Monday, June 27, 2011

The Paris Wife

The Paris Wife, Paula McLain

I wrote a research paper on Ernest Hemingway sometime in high school.  I had just read the Sun Also Rises and he was one of the people on a list we could choose from and he was a great American writer and that appealed to me.

After I wrote my research paper, I never really liked him all that much.

The Paris Wife is a work of fiction focusing on Hem's early life in Chicago and Paris, with his first wife, Hadley Richardson.  The story is told from Hadley's point of view.  She was a good strong, midwesterner, and she was a level, even soul for the tumultuous, manic depressive Hemingway (manic depressive is my diagnosis).  He clung to her after, because she made him feel better and safer after his war years, and his jilting by Agnes, the nurse who healed him.

I mean seriously you could look at all his issues and just talk about how he was looking for a mother figure, and what that means about his mom, but this story is about Hadley.

Anyway.  So Hadley and Hem take off for Paris on next to nothing, live on next to nothing, and he's a reporter working on writing and they meet all sorts of fabulous people in Paris (Gertrude Stein, Scott Fitzgerald) and it's all fun and games and then Hadley gets pregnant on accident.

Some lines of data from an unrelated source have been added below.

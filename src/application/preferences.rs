// src/application/preferences.rs
//
// User preferences
//
// Owned by the application layer; the core only sees the derived views
// (fairness config, ingestion mode, storage profile).

use serde::{Deserialize, Serialize};
use std::collections::BTreeMap;
use std::path::{Path, PathBuf};

use crate::domain::{FairnessConfig, FairnessRule};
use crate::error::{AppError, AppResult};
use crate::infrastructure::json_file::{read_json, write_json_atomic};
use crate::infrastructure::{default_storage_dir, StorageProfile};
use crate::services::IngestionMode;

pub const PREFERENCES_FILE_NAME: &str = "preferences.json";

#[derive(Debug, Clone, Copy, Default, PartialEq, Eq, Serialize, Deserialize)]
#[serde(rename_all = "snake_case")]
pub enum ChancesRule {
    #[default]
    AllEqualChances,
    ChancesByTier,
}

#[derive(Debug, Clone, PartialEq, Eq, Serialize, Deserialize)]
#[serde(default)]
pub struct Preferences {
    pub chances_rule: ChancesRule,
    pub chances_per_member: u32,
    /// Tier title -> chances; unset tiers get one
    pub tier_weights: BTreeMap<String, u32>,
    pub exclude_winners: bool,

    pub test_mode: bool,
    pub use_real_data: bool,

    pub campaign_id: Option<String>,
    pub client_id: Option<String>,
    pub client_secret: Option<String>,
    pub redirect_uri: Option<String>,
    pub access_token: Option<String>,
    pub refresh_token: Option<String>,

    /// Overrides the data directory location
    pub storage_dir: Option<PathBuf>,
}

impl Default for Preferences {
    fn default() -> Self {
        Self {
            chances_rule: ChancesRule::default(),
            chances_per_member: 1,
            tier_weights: BTreeMap::new(),
            exclude_winners: false,
            test_mode: false,
            use_real_data: false,
            campaign_id: None,
            client_id: None,
            client_secret: None,
            redirect_uri: None,
            access_token: None,
            refresh_token: None,
            storage_dir: None,
        }
    }
}

impl Preferences {
    pub fn fairness_config(&self) -> FairnessConfig {
        let rule = match self.chances_rule {
            ChancesRule::AllEqualChances => FairnessRule::AllEqualChances {
                chances_per_member: self.chances_per_member,
            },
            ChancesRule::ChancesByTier => FairnessRule::ChancesByTier {
                weights: self.tier_weights.clone(),
            },
        };
        FairnessConfig {
            rule,
            exclude_winners: self.exclude_winners,
        }
    }

    pub fn ingestion_mode(&self) -> IngestionMode {
        IngestionMode::from_flags(self.test_mode, self.use_real_data)
    }

    pub fn storage_profile(&self) -> StorageProfile {
        StorageProfile::from_test_mode(self.test_mode)
    }

    pub fn storage_root(&self) -> AppResult<PathBuf> {
        match &self.storage_dir {
            Some(dir) => Ok(dir.clone()),
            None => default_storage_dir(),
        }
    }

    /// Campaign ID, required for live ingestion
    pub fn require_campaign_id(&self) -> AppResult<&str> {
        self.campaign_id
            .as_deref()
            .filter(|id| !id.trim().is_empty())
            .ok_or_else(|| AppError::MissingData("No campaign ID configured".to_string()))
    }
}

/// Persistence of the preferences document
pub trait PreferencesStore: Send + Sync {
    /// Stored preferences, or defaults when none were saved
    fn load(&self) -> AppResult<Preferences>;
    fn save(&self, preferences: &Preferences) -> AppResult<()>;
}

pub struct JsonPreferencesStore {
    path: PathBuf,
}

impl JsonPreferencesStore {
    pub fn new(path: impl Into<PathBuf>) -> Self {
        Self { path: path.into() }
    }

    /// Store under the user's configuration directory
    pub fn in_config_dir() -> AppResult<Self> {
        let config_dir = dirs::config_dir()
            .ok_or_else(|| AppError::Other("Could not determine config directory".to_string()))?;
        Ok(Self::new(
            config_dir.join("patron-raffle").join(PREFERENCES_FILE_NAME),
        ))
    }

    pub fn path(&self) -> &Path {
        &self.path
    }
}

impl PreferencesStore for JsonPreferencesStore {
    fn load(&self) -> AppResult<Preferences> {
        Ok(read_json(&self.path)?.unwrap_or_default())
    }

    fn save(&self, preferences: &Preferences) -> AppResult<()> {
        write_json_atomic(&self.path, preferences)
    }
}

#[cfg(test)]
mod tests {
    use super::*;

    #[test]
    fn test_missing_file_gives_defaults() {
        let dir = tempfile::tempdir().unwrap();
        let store = JsonPreferencesStore::new(dir.path().join(PREFERENCES_FILE_NAME));

        let preferences = store.load().unwrap();

        assert_eq!(preferences, Preferences::default());
        assert_eq!(preferences.fairness_config(), FairnessConfig::default());
    }

    #[test]
    fn test_save_and_load() {
        let dir = tempfile::tempdir().unwrap();
        let store = JsonPreferencesStore::new(dir.path().join("nested").join(PREFERENCES_FILE_NAME));
        let preferences = Preferences {
            chances_rule: ChancesRule::ChancesByTier,
            tier_weights: BTreeMap::from([("Wizard".to_string(), 3)]),
            exclude_winners: true,
            campaign_id: Some("42".to_string()),
            ..Preferences::default()
        };

        store.save(&preferences).unwrap();

        assert_eq!(store.load().unwrap(), preferences);
    }

    #[test]
    fn test_partial_document_fills_defaults() {
        let preferences: Preferences =
            serde_json::from_str(r#"{"chances_rule": "chances_by_tier", "test_mode": true}"#)
                .unwrap();
        assert_eq!(preferences.chances_rule, ChancesRule::ChancesByTier);
        assert_eq!(preferences.chances_per_member, 1);
        assert!(preferences.tier_weights.is_empty());
        assert_eq!(preferences.storage_profile(), StorageProfile::Rehearsal);
        assert_eq!(preferences.ingestion_mode(), IngestionMode::Fixture);
    }

    #[test]
    fn test_fairness_config_by_tier() {
        let preferences = Preferences {
            chances_rule: ChancesRule::ChancesByTier,
            tier_weights: BTreeMap::from([("Gold".to_string(), 4)]),
            exclude_winners: true,
            ..Preferences::default()
        };
        let config = preferences.fairness_config();
        assert!(config.exclude_winners);
        assert_eq!(config.rule.chances_for("Gold"), 4);
        assert_eq!(config.rule.chances_for("Bronze"), 1);
    }

    #[test]
    fn test_real_data_in_test_mode_is_live_ingestion() {
        let preferences = Preferences {
            test_mode: true,
            use_real_data: true,
            ..Preferences::default()
        };
        assert_eq!(preferences.ingestion_mode(), IngestionMode::Live);
        assert_eq!(preferences.storage_profile(), StorageProfile::Rehearsal);
    }

    #[test]
    fn test_blank_campaign_id_is_missing() {
        let preferences = Preferences {
            campaign_id: Some("  ".to_string()),
            ..Preferences::default()
        };
        assert!(matches!(
            preferences.require_campaign_id(),
            Err(AppError::MissingData(_))
        ));
    }
}
// src/services/selection_service.rs
//
// Selection Service
//
// Builds the weighted, shuffled pool for one drawing and picks a winner.
//
// CRITICAL RULES:
// - The RNG is seeded once per service instance, never per draw
// - Drawing never writes the winners ledger (see LedgerService)
// - No I/O during draw; the ledger is only read while building a pool
//   with exclusion enabled

use chrono::Utc;
use rand::rngs::StdRng;
use rand::SeedableRng;
use std::sync::{Arc, Mutex, PoisonError};

use crate::domain::{
    apply_fairness_rule, exclude_winners, FairnessConfig, Member, MembershipSnapshot,
    SelectionPool, Winner,
};
use crate::error::{AppError, AppResult};
use crate::events::{EventBus, LedgerRecovered, PoolBuilt, WinnerDrawn};
use crate::repositories::{LedgerLoad, WinnersRepository};

pub struct SelectionService {
    winners_repo: Arc<dyn WinnersRepository>,
    event_bus: Arc<EventBus>,
    rng: Mutex<StdRng>,
}

impl SelectionService {
    /// Service with an RNG seeded from the system clock
    pub fn new(winners_repo: Arc<dyn WinnersRepository>, event_bus: Arc<EventBus>) -> Self {
        let seed = Utc::now().timestamp_nanos_opt().unwrap_or_default() as u64;
        Self::with_seed(winners_repo, event_bus, seed)
    }

    /// Service with a fixed seed, for reproducible draws
    pub fn with_seed(
        winners_repo: Arc<dyn WinnersRepository>,
        event_bus: Arc<EventBus>,
        seed: u64,
    ) -> Self {
        Self {
            winners_repo,
            event_bus,
            rng: Mutex::new(StdRng::seed_from_u64(seed)),
        }
    }

    /// Weighted entries after exclusion, before shuffling
    pub fn prepare_entries(
        snapshot: &MembershipSnapshot,
        config: &FairnessConfig,
        winners: &[Winner],
    ) -> Vec<Member> {
        Self::weigh_entries(snapshot, config, winners).0
    }

    /// Weighted entries after exclusion, plus how many entries exclusion removed
    fn weigh_entries(
        snapshot: &MembershipSnapshot,
        config: &FairnessConfig,
        winners: &[Winner],
    ) -> (Vec<Member>, usize) {
        let entries = apply_fairness_rule(&snapshot.members, &config.rule);
        if !config.exclude_winners {
            return (entries, 0);
        }
        let weighted = entries.len();
        let kept = exclude_winners(entries, winners);
        let excluded = weighted - kept.len();
        (kept, excluded)
    }

    /// Build and shuffle the pool for one drawing.
    ///
    /// The ledger is read only when `exclude_winners` is on. A corrupt
    /// ledger counts as empty.
    pub fn build_pool(
        &self,
        snapshot: &MembershipSnapshot,
        config: &FairnessConfig,
    ) -> AppResult<SelectionPool> {
        let winners = if config.exclude_winners {
            match self.winners_repo.load()? {
                LedgerLoad::Recovered { reason } => {
                    log::warn!("Winners ledger unreadable, excluding nobody: {}", reason);
                    self.event_bus.emit(LedgerRecovered::new(reason));
                    Vec::new()
                }
                load => load.into_winners(),
            }
        } else {
            Vec::new()
        };

        let (entries, excluded_entries) = Self::weigh_entries(snapshot, config, &winners);

        let mut pool = SelectionPool::new(entries);
        {
            let mut rng = self.rng.lock().unwrap_or_else(PoisonError::into_inner);
            pool.shuffle(&mut *rng);
        }

        log::info!(
            "Pool built: {} entries for {} members ({} excluded)",
            pool.len(),
            snapshot.member_count(),
            excluded_entries
        );

        self.event_bus.emit(PoolBuilt::new(
            snapshot.member_count(),
            pool.len(),
            excluded_entries,
        ));

        Ok(pool)
    }

    /// Pick one entry. Nothing is recorded.
    pub fn draw(&self, pool: &SelectionPool) -> AppResult<Member> {
        let winner = {
            let mut rng = self.rng.lock().unwrap_or_else(PoisonError::into_inner);
            pool.pick(&mut *rng).cloned()
        }
        .ok_or(AppError::EmptyPool)?;

        log::info!("Drew '{}' ({})", winner.full_name, winner.tier);
        self.event_bus
            .emit(WinnerDrawn::new(winner.full_name.clone(), winner.tier.clone()));

        Ok(winner)
    }
}
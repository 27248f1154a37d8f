// src/domain/session.rs
//
// Membership API session
//
// Owned by the caller and passed into ingestion explicitly.
//
//   Unauthenticated --authenticate--> Authenticated --expiry--> Expired
//   Expired --authenticate (after refresh)--> Authenticated

use chrono::{DateTime, Utc};
use serde::{Deserialize, Serialize};

use crate::domain::{DomainError, DomainResult};

/// Bearer credential for the membership API
#[derive(Debug, Clone, PartialEq, Eq, Serialize, Deserialize)]
pub struct Credential {
    pub access_token: String,
    pub refresh_token: Option<String>,
    pub expires_at: DateTime<Utc>,
}

impl Credential {
    pub fn is_expired_at(&self, now: DateTime<Utc>) -> bool {
        now >= self.expires_at
    }
}

#[derive(Debug, Clone, Default, PartialEq, Eq)]
pub enum Session {
    #[default]
    Unauthenticated,
    Authenticated(Credential),
    Expired { refresh_token: Option<String> },
}

impl Session {
    /// Install a fresh credential. Valid from any state.
    pub fn authenticate(&mut self, credential: Credential) {
        *self = Session::Authenticated(credential);
    }

    /// Move to `Expired` if the held credential is past its expiry.
    /// Returns true when a transition happened.
    pub fn expire_if_due(&mut self, now: DateTime<Utc>) -> bool {
        let refresh_token = match self {
            Session::Authenticated(credential) if credential.is_expired_at(now) => {
                credential.refresh_token.take()
            }
            _ => return false,
        };
        *self = Session::Expired { refresh_token };
        true
    }

    /// The bearer token, only while authenticated and unexpired
    pub fn bearer_token(&self, now: DateTime<Utc>) -> DomainResult<&str> {
        match self {
            Session::Authenticated(credential) if !credential.is_expired_at(now) => {
                Ok(&credential.access_token)
            }
            Session::Authenticated(_) | Session::Expired { .. } => Err(
                DomainError::InvalidStateTransition("Session credential has expired".to_string()),
            ),
            Session::Unauthenticated => Err(DomainError::InvalidStateTransition(
                "Session is not authenticated".to_string(),
            )),
        }
    }

    pub fn is_authenticated(&self) -> bool {
        matches!(self, Session::Authenticated(_))
    }
}
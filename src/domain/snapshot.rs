// src/domain/snapshot.rs
//
// Membership Snapshot
//
// The persisted result of one ingestion run. Superseded wholesale by the
// next run; never patched member by member.

use serde::{Deserialize, Serialize};

use crate::domain::member::{validate_member, Member};
use crate::domain::tier::{assign_colors, validate_tiers, TierColors, TierMap};
use crate::domain::DomainResult;

/// Members, their tiers and the presentation color of each tier
///
/// INVARIANT: every `member.tier` is a title present in `tiers`
#[derive(Debug, Clone, Default, PartialEq, Serialize, Deserialize)]
pub struct MembershipSnapshot {
    pub members: Vec<Member>,
    pub tiers: TierMap,
    pub tier_colors: TierColors,
}

impl MembershipSnapshot {
    /// Build a snapshot and assign tier colors
    pub fn new(members: Vec<Member>, tiers: TierMap) -> Self {
        let tier_colors = assign_colors(&tiers);
        Self {
            members,
            tiers,
            tier_colors,
        }
    }

    pub fn empty() -> Self {
        Self::default()
    }

    /// Swap the tier set and recompute colors
    pub fn replace_tiers(&mut self, tiers: TierMap) {
        self.tier_colors = assign_colors(&tiers);
        self.tiers = tiers;
    }

    pub fn member_count(&self) -> usize {
        self.members.len()
    }

    pub fn is_empty(&self) -> bool {
        self.members.is_empty()
    }
}

/// Validates the snapshot: tiers are well formed and every member resolves
pub fn validate_snapshot(snapshot: &MembershipSnapshot) -> DomainResult<()> {
    validate_tiers(&snapshot.tiers)?;
    for member in &snapshot.members {
        validate_member(member, &snapshot.tiers)?;
    }
    Ok(())
}
// src/services/mod.rs
//
// Services Module - Orchestration Layer

pub mod ingestion_service;
pub mod ingestion_types;
pub mod ledger_service;
pub mod selection_service;
pub mod session_service;

#[cfg(test)]
mod ingestion_service_tests;

// Re-export all services and their types
pub use ingestion_service::{
    IngestRequest,
    MembershipIngestionService,
};

pub use ingestion_types::{
    DropReason,
    DroppedMember,
    IngestionMode,
    NormalizedRoster,
};

pub use ledger_service::LedgerService;

pub use selection_service::SelectionService;

pub use session_service::SessionService;
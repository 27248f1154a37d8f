// src/domain/selection/rules.rs

use std::collections::HashSet;

use super::value_objects::FairnessRule;
use crate::domain::member::Member;
use crate::domain::winner::Winner;

/// Expand the roster into weighted entries.
///
/// The roster keeps its original order at the front; extra copies for each
/// member are appended after it, member by member. A rule granting every
/// member a single chance returns the roster unchanged.
pub fn apply_fairness_rule(members: &[Member], rule: &FairnessRule) -> Vec<Member> {
    if let FairnessRule::AllEqualChances { chances_per_member } = rule {
        if *chances_per_member <= 1 {
            return members.to_vec();
        }
    }

    let mut entries = members.to_vec();
    for member in members {
        let extra = rule.chances_for(&member.tier) - 1;
        entries.extend(std::iter::repeat(member).take(extra).cloned());
    }
    entries
}

/// Drop every entry whose full name appears in the ledger.
///
/// Exact, case-sensitive string equality.
pub fn exclude_winners(entries: Vec<Member>, winners: &[Winner]) -> Vec<Member> {
    if winners.is_empty() {
        return entries;
    }
    let names: HashSet<&str> = winners.iter().map(|w| w.full_name.as_str()).collect();
    entries
        .into_iter()
        .filter(|m| !names.contains(m.full_name.as_str()))
        .collect()
}
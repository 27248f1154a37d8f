pub mod client;
pub mod fixture;
pub mod oauth;
pub mod payload;

/// API root for the v2 resource endpoints
pub const API_BASE_URL: &str = "https://www.patreon.com/api/oauth2/v2";

/// OAuth token endpoint (authorization-code and refresh grants)
pub const TOKEN_URL: &str = "https://www.patreon.com/api/oauth2/token";

/// Relationship expanded on every members request
pub const ENTITLED_TIERS_INCLUDE: &str = "currently_entitled_tiers";

/// Member fields requested from the API
pub const MEMBER_FIELDS: [&str; 3] = ["full_name", "patron_status", "last_charge_status"];

/// Tier fields requested from the API
pub const TIER_FIELDS: [&str; 1] = ["title"];

/// `patron_status` of a currently pledging member
pub const ACTIVE_PATRON_STATUS: &str = "active_patron";

/// `last_charge_status` of a member whose last charge went through
pub const PAID_CHARGE_STATUS: &str = "Paid";

/// OAuth redirect target registered for the desktop client
pub const DEFAULT_REDIRECT_URI: &str = "http://localhost:8080";
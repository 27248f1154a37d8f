// src/services/ingestion_service.rs
//
// Membership Ingestion Service
//
// Pulls the member roster (live API or bundled fixture), normalizes it into
// a snapshot and persists it.
//
// CRITICAL RULES:
// - Pagination is strictly sequential: each request needs the previous cursor
// - All pages are fetched before anything is normalized or written
// - Nothing is persisted when a page fails or the run is cancelled
// - Tiers are written before members
// - Fixture and live runs share the same pipeline and the same two writes

use chrono::Utc;
use std::sync::Arc;
use tokio_util::sync::CancellationToken;

use crate::domain::{validate_snapshot, MembershipSnapshot, Session, TierMap};
use crate::error::{AppError, AppResult};
use crate::events::{EventBus, MemberDropped, MembersIngested};
use crate::infrastructure::StorageProfile;
use crate::integrations::{MembersPage, MembershipApi, PageRequest};
use crate::repositories::SnapshotRepository;
use crate::services::ingestion_types::{normalize_pages, DropReason, IngestionMode, NormalizedRoster};

/// Where and how to ingest
#[derive(Debug, Clone)]
pub struct IngestRequest {
    pub mode: IngestionMode,
    pub profile: StorageProfile,
    pub campaign_id: String,
}

pub struct MembershipIngestionService {
    live_api: Arc<dyn MembershipApi>,
    fixture_api: Arc<dyn MembershipApi>,
    snapshot_repo: Arc<dyn SnapshotRepository>,
    event_bus: Arc<EventBus>,
}

impl MembershipIngestionService {
    pub fn new(
        live_api: Arc<dyn MembershipApi>,
        fixture_api: Arc<dyn MembershipApi>,
        snapshot_repo: Arc<dyn SnapshotRepository>,
        event_bus: Arc<EventBus>,
    ) -> Self {
        Self {
            live_api,
            fixture_api,
            snapshot_repo,
            event_bus,
        }
    }

    /// Fetch, normalize and persist a fresh snapshot.
    ///
    /// Live mode needs an authenticated session; fixture mode ignores it.
    /// `cancel` is checked before every page request.
    pub async fn ingest(
        &self,
        request: &IngestRequest,
        session: &Session,
        cancel: &CancellationToken,
    ) -> AppResult<MembershipSnapshot> {
        let (api, bearer_token) = match request.mode {
            IngestionMode::Fixture => (&self.fixture_api, String::new()),
            IngestionMode::Live => {
                let token = session
                    .bearer_token(Utc::now())
                    .map_err(|e| AppError::Session(e.to_string()))?;
                (&self.live_api, token.to_string())
            }
        };

        let pages = self
            .fetch_all_pages(api.as_ref(), &bearer_token, &request.campaign_id, cancel)
            .await?;

        let roster = normalize_pages(&pages);
        self.report_drops(&roster);

        let snapshot = MembershipSnapshot::new(roster.members, roster.tiers);
        validate_snapshot(&snapshot).map_err(|e| AppError::TierResolution(e.to_string()))?;

        for title in snapshot.tiers.duplicate_titles() {
            log::warn!(
                "Tier title '{}' is shared by several tiers; they will share one weight and one color",
                title
            );
        }

        self.snapshot_repo
            .save(request.profile, &snapshot.members, &snapshot.tiers)?;

        log::info!(
            "Ingested {} members across {} tiers from {} page(s) ({} mode, {} profile)",
            snapshot.member_count(),
            snapshot.tiers.len(),
            pages.len(),
            request.mode,
            request.profile
        );

        self.event_bus.emit(MembersIngested::new(
            request.mode.to_string(),
            pages.len(),
            snapshot.member_count(),
            snapshot.tiers.len(),
            roster.dropped.len(),
        ));

        Ok(snapshot)
    }

    /// Read the persisted snapshot for a profile and recompute tier colors
    pub fn load_snapshot(&self, profile: StorageProfile) -> AppResult<MembershipSnapshot> {
        let stored = self.snapshot_repo.load(profile)?.ok_or_else(|| {
            AppError::MissingData(format!("No {} member snapshot has been ingested yet", profile))
        })?;

        let snapshot = MembershipSnapshot::new(stored.members, stored.tiers);
        validate_snapshot(&snapshot).map_err(|e| AppError::TierResolution(e.to_string()))?;
        Ok(snapshot)
    }

    /// Swap the tier map of the stored snapshot.
    ///
    /// Every member must still resolve against the new map.
    pub fn replace_tiers(
        &self,
        profile: StorageProfile,
        tiers: TierMap,
    ) -> AppResult<MembershipSnapshot> {
        let mut snapshot = self.load_snapshot(profile)?;
        snapshot.replace_tiers(tiers);
        validate_snapshot(&snapshot).map_err(|e| AppError::TierResolution(e.to_string()))?;

        self.snapshot_repo
            .save(profile, &snapshot.members, &snapshot.tiers)?;
        log::info!("Tier map updated: {} tiers", snapshot.tiers.len());
        Ok(snapshot)
    }

    // ========================================================================
    // INTERNAL
    // ========================================================================

    async fn fetch_all_pages(
        &self,
        api: &dyn MembershipApi,
        bearer_token: &str,
        campaign_id: &str,
        cancel: &CancellationToken,
    ) -> AppResult<Vec<MembersPage>> {
        let mut pages = Vec::new();
        let mut cursor: Option<String> = None;

        loop {
            if cancel.is_cancelled() {
                log::warn!("Ingestion cancelled after {} page(s)", pages.len());
                return Err(AppError::Cancelled);
            }

            let page_request = PageRequest {
                bearer_token: bearer_token.to_string(),
                campaign_id: campaign_id.to_string(),
                cursor: cursor.take(),
            };
            let page = api.fetch_members_page(&page_request).await?;

            log::debug!(
                "Fetched members page {} ({} records)",
                pages.len() + 1,
                page.data.len()
            );

            let next = page.next_cursor().map(str::to_string);
            pages.push(page);

            match next {
                Some(next) => cursor = Some(next),
                None => break,
            }
        }

        Ok(pages)
    }

    fn report_drops(&self, roster: &NormalizedRoster) {
        if roster.ineligible > 0 {
            log::debug!(
                "Skipped {} members that are not active paid patrons",
                roster.ineligible
            );
        }

        for dropped in &roster.dropped {
            match &dropped.reason {
                DropReason::TierOnLaterPage { .. } => log::warn!(
                    "Member '{}' excluded: {} (tier map is built from the first page only)",
                    dropped.full_name,
                    dropped.reason
                ),
                _ => log::warn!(
                    "Member '{}' excluded: {}",
                    dropped.full_name,
                    dropped.reason
                ),
            }

            self.event_bus.emit(MemberDropped::new(
                dropped.full_name.clone(),
                dropped.reason.to_string(),
            ));
        }
    }
}
use super::entity::Member;
use crate::domain::tier::TierMap;
use crate::domain::{DomainError, DomainResult};

/// Validates all Member invariants against the tier map they were resolved with
pub fn validate_member(member: &Member, tiers: &TierMap) -> DomainResult<()> {
    validate_full_name(&member.full_name)?;
    validate_tier_resolves(member, tiers)?;
    Ok(())
}

/// Full name is the member's identity and cannot be empty
fn validate_full_name(full_name: &str) -> DomainResult<()> {
    if full_name.trim().is_empty() {
        return Err(DomainError::InvariantViolation(
            "Member full name cannot be empty".to_string(),
        ));
    }
    Ok(())
}

/// The tier name must be one of the titles in the tier map
fn validate_tier_resolves(member: &Member, tiers: &TierMap) -> DomainResult<()> {
    if !tiers.contains_title(&member.tier) {
        return Err(DomainError::UnresolvedTier {
            full_name: member.full_name.clone(),
            tier: member.tier.clone(),
        });
    }
    Ok(())
}

/// Invariants that must hold true for Member domain:
///
/// 1. Identity is the full name, which is never empty
/// 2. The tier is a resolved title present in the snapshot's tier map
/// 3. Members are immutable once created
/// 4. The same name may appear more than once in a roster
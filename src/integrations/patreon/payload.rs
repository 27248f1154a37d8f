// src/integrations/patreon/payload.rs
//
// Wire shapes of a members page (JSON:API document).
// Raw records only; normalization into domain members happens in the
// ingestion service.

use serde::{Deserialize, Serialize};

use super::{ACTIVE_PATRON_STATUS, PAID_CHARGE_STATUS};
use crate::domain::TierMap;

/// One page of campaign members
#[derive(Debug, Clone, Default, Serialize, Deserialize)]
pub struct MembersPage {
    #[serde(default)]
    pub data: Vec<MemberResource>,

    /// Related resources pulled in by `include=`
    #[serde(default)]
    pub included: Vec<IncludedResource>,

    #[serde(default)]
    pub meta: PageMeta,
}

#[derive(Debug, Clone, Default, Serialize, Deserialize)]
pub struct MemberResource {
    pub id: String,

    #[serde(default)]
    pub attributes: MemberAttributes,

    #[serde(default)]
    pub relationships: MemberRelationships,
}

/// Attributes may be null for members that never pledged
#[derive(Debug, Clone, Default, Serialize, Deserialize)]
pub struct MemberAttributes {
    pub full_name: Option<String>,
    pub patron_status: Option<String>,
    pub last_charge_status: Option<String>,
}

#[derive(Debug, Clone, Default, Serialize, Deserialize)]
pub struct MemberRelationships {
    pub currently_entitled_tiers: Option<RelationshipList>,
}

#[derive(Debug, Clone, Default, Serialize, Deserialize)]
pub struct RelationshipList {
    #[serde(default)]
    pub data: Vec<ResourceIdentifier>,
}

#[derive(Debug, Clone, Serialize, Deserialize)]
pub struct ResourceIdentifier {
    pub id: String,
    #[serde(rename = "type")]
    pub kind: String,
}

/// Any included resource. Only tiers are read.
#[derive(Debug, Clone, Serialize, Deserialize)]
pub struct IncludedResource {
    pub id: String,
    #[serde(rename = "type")]
    pub kind: String,
    #[serde(default)]
    pub attributes: serde_json::Value,
}

#[derive(Debug, Clone, Default, Serialize, Deserialize)]
pub struct PageMeta {
    #[serde(default)]
    pub pagination: Pagination,
}

#[derive(Debug, Clone, Default, Serialize, Deserialize)]
pub struct Pagination {
    pub cursors: Option<Cursors>,
    pub total: Option<u64>,
}

#[derive(Debug, Clone, Default, Serialize, Deserialize)]
pub struct Cursors {
    pub next: Option<String>,
}

impl MembersPage {
    /// Cursor of the following page; `None` when absent or empty
    pub fn next_cursor(&self) -> Option<&str> {
        self.meta
            .pagination
            .cursors
            .as_ref()
            .and_then(|c| c.next.as_deref())
            .filter(|next| !next.is_empty())
    }

    /// Tier ID -> title for every titled tier in `included`.
    /// Tiers with a blank ID or title are left out, so members on them
    /// drop as unknown-tier instead of failing the whole ingest.
    pub fn tier_map(&self) -> TierMap {
        self.included
            .iter()
            .filter(|resource| !resource.id.trim().is_empty())
            .filter_map(|resource| {
                resource
                    .tier_title()
                    .map(|title| (resource.id.clone(), title.to_string()))
            })
            .collect()
    }
}

impl MemberResource {
    /// Active patron whose last charge was paid
    pub fn is_eligible(&self) -> bool {
        self.attributes.patron_status.as_deref() == Some(ACTIVE_PATRON_STATUS)
            && self.attributes.last_charge_status.as_deref() == Some(PAID_CHARGE_STATUS)
    }

    /// First currently entitled tier, as the platform lists them
    pub fn primary_tier_id(&self) -> Option<&str> {
        self.relationships
            .currently_entitled_tiers
            .as_ref()
            .and_then(|tiers| tiers.data.first())
            .map(|tier| tier.id.as_str())
    }
}

impl IncludedResource {
    pub fn tier_title(&self) -> Option<&str> {
        if self.kind != "tier" {
            return None;
        }
        self.attributes
            .get("title")
            .and_then(|t| t.as_str())
            .filter(|title| !title.trim().is_empty())
    }
}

Things start falling off (at least in the books interpretation) right about then.  Hem was not ready to be a dad and Hadley just weeks before the baby announcement had lost his entire lifes work on a train.  These two events were near each other, and in the book Hemingway blames his loss of trust in Hadley on the loss of the work ... but I'm thinking the baby cramping his style didn't help much either.

Everyone knows Hemingway's story is not a happy one, so this book is not very cheerful.  There are pockets of happiness but after Bumby is born it's all down hill.  He had multiple wives (5) so their marriage was going to end, and it did, with Hemingway's affair with Pauline.  I don't believe that Pauline was his first affair (she certainly wasn't his last) but that's sort of what the book eludes to, at least from Hadley's perspective.

This was difficult to get through because the beginning is so very dry and not much happens as Hem is looking for friends to help him get noticed in the literary community, and as he tries to write his great novel.  After the baby is born it got more interesting for me, and I was able to finish quickly.

Hemingway is one of my favorite writers (probably because I know more about him than the others) but I say that with a caveat; he really was a terrible human being.  This book, though a work of fiction, didn't do anything to change that impression.  Worth reading.

Tuesday, June 21, 2011

Small Sacrifices

Small Sacrifices, Ann Rule

This is a genre really new to me, true crime.  It was written by a former detective and is about the story of Diane Downs, who in 1983 tried to kill her three children.  She succeeded in killing one, and left the other two critically injured.

This book took me too far down the rabbit hole that is Diane Downs life.  Her past is sad, her family life is sad, and the crazy things she did (who let her become a surrogate mother?!) just hurt my heart.  For the place that I'm in in my life (young new mom) this just was hard to read.  But she evidence (not that we needed any) that women can become addicted to being pregnant, and how everyone is so nice to you and treats you special when you are pregnant.

Mockingjay

Mockingjay, Suzanne Collins

This was okay. I liked the first two much better. Peeta's role in this was so minor, and Katniss just isn't very likeable. The resolution of the triangle was believable but HORRIBLE. And seriously, it ended pretty quickly, without everyone understanding what Katniss figured out. That sort of bothered me. I guess we are left to assume that they all did learn. But ...

A very good series, but Peeta carries it in my opinion as the most likable character and his absence in this book is felt. I wish Katniss was a more moral character, but she just isn't. I think I would ahve reservations about my 7th grader reading this without my talking about it. First the whole series is VERY violent and the lead, like I said, doesn't seem very moral or really worth respecting as the leader of a rebellion.

Which brings me to what I think the author was trying to do ... I think the author was trying to say that rebels are just as evil as oppressers? Or at least just as guilty of violence, and Katniss's confusion is supposed to show how bad both sides are? And the fact that the rebels, as soon as they've "won" start implementing the same regime that was in place before, just sort of proves that to me. Even in the rebel camp, the rules there were as bad as the capitol, the leader as bad the oppressive leader they were overthrowing.

The end result of this book, what we're left with, is that human beings suck, and it's better to live on a farm alone than be with people.

Which, for the record, I completely disagree with.